The most basic model of Tourette syndrome is derived from the classical 2-circuit model of direct and indirect pathways (04). It proposes an imbalance between the direct pathways releasing intended movement and the indirect pathways suppressing involuntary movements, with a net effect of reducing activity of the GPi, which then inappropriately releases thalamocortical motor pattern generators (04). Zhuang and colleagues have provided limited evidence to support this model (312; 313). In 8 patients undergoing unilateral pallidotomy for severe tics, they correlated microelectrode recordings to electromyographic discharges from muscles generating tics.
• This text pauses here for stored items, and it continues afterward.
//! TokenLearner (v1.1): compresses a spatial map into a few learned tokens.
//!
//! The map is replicated once per output token, a grouped MLP of 1x1
//! convolutions produces one spatial attention map per token, and each token
//! is the spatial mean of the attention-weighted map.

use candle_core::{Module, Result, Tensor};
use candle_nn::{conv2d, Conv2d, Conv2dConfig, VarBuilder};

#[derive(Clone, Debug)]
pub struct TokenLearner {
    proj_in: Conv2d,
    proj_out: Conv2d,
    dim: usize,
    num_output_tokens: usize,
}

impl TokenLearner {
    pub fn new(dim: usize, ff_mult: usize, num_output_tokens: usize, vb: VarBuilder) -> Result<Self> {
        if dim == 0 || ff_mult == 0 || num_output_tokens == 0 {
            candle_core::bail!(
                "token learner needs non-zero dim ({dim}), ff_mult ({ff_mult}) and tokens ({num_output_tokens})"
            );
        }
        let groups = num_output_tokens;
        let inner = dim * ff_mult * groups;
        let cfg = Conv2dConfig {
            groups,
            ..Default::default()
        };
        let proj_in = conv2d(dim * groups, inner, 1, cfg, vb.pp("net.0"))?;
        let proj_out = conv2d(inner, groups, 1, cfg, vb.pp("net.2"))?;
        Ok(Self {
            proj_in,
            proj_out,
            dim,
            num_output_tokens,
        })
    }

    pub fn num_output_tokens(&self) -> usize {
        self.num_output_tokens
    }

    /// `(.., c, h, w)` → `(.., c, num_output_tokens)`; any number of leading axes.
    pub fn forward(&self, xs: &Tensor) -> Result<Tensor> {
        let dims = xs.dims();
        if dims.len() < 3 {
            candle_core::bail!("token learner expects (.., c, h, w), got {dims:?}");
        }
        let (lead, tail) = dims.split_at(dims.len() - 3);
        let (c, h, w) = (tail[0], tail[1], tail[2]);
        if c != self.dim {
            candle_core::bail!("token learner built for {} channels, got {c}", self.dim);
        }
        let batch: usize = lead.iter().product();
        let g = self.num_output_tokens;

        let xs = xs.reshape((batch, c, h, w))?.repeat((1, g, 1, 1))?;
        let attn = self.proj_in.forward(&xs)?.gelu_erf()?;
        let attn = self.proj_out.forward(&attn)?.reshape((batch, 1, g, h, w))?;

        let xs = xs.reshape((batch, g, c, h, w))?.transpose(1, 2)?;
        let tokens = xs.broadcast_mul(&attn)?.mean((3, 4))?;

        let mut out_dims = lead.to_vec();
        out_dims.extend([c, g]);
        tokens.reshape(out_dims)
    }
}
They reported decreased neuronal firing rates and irregular firing pattern in GPi neurons and, in a subgroup of neurons, tic-related alterations in burst activity or pauses in ongoing tonic activity.
Although the standard rate model of Tourette syndrome localizes the origin of motor dysfunction to the basal ganglia, these structures also subserve a variety of cognitive and affective functions through parallel and overlapping pathways, which are likely organized and governed according to the same principals as those for motor function, with signals releasing intended processes and suppressing unintended ones. In this context, it is significant that the 4 major groups of symptoms associated with Tourette syndrome, ie, motor and vocal tics, obsessive compulsive disorder, attention deficit hyperactivity disorder, and impulse dyscontrol, have as their common feature impaired inhibition of unwanted thoughts and behaviors. This observation may reflect a common relationship between the clinical manifestations of Tourette syndrome and the nature of the disruption to the neural circuitry that underlies it.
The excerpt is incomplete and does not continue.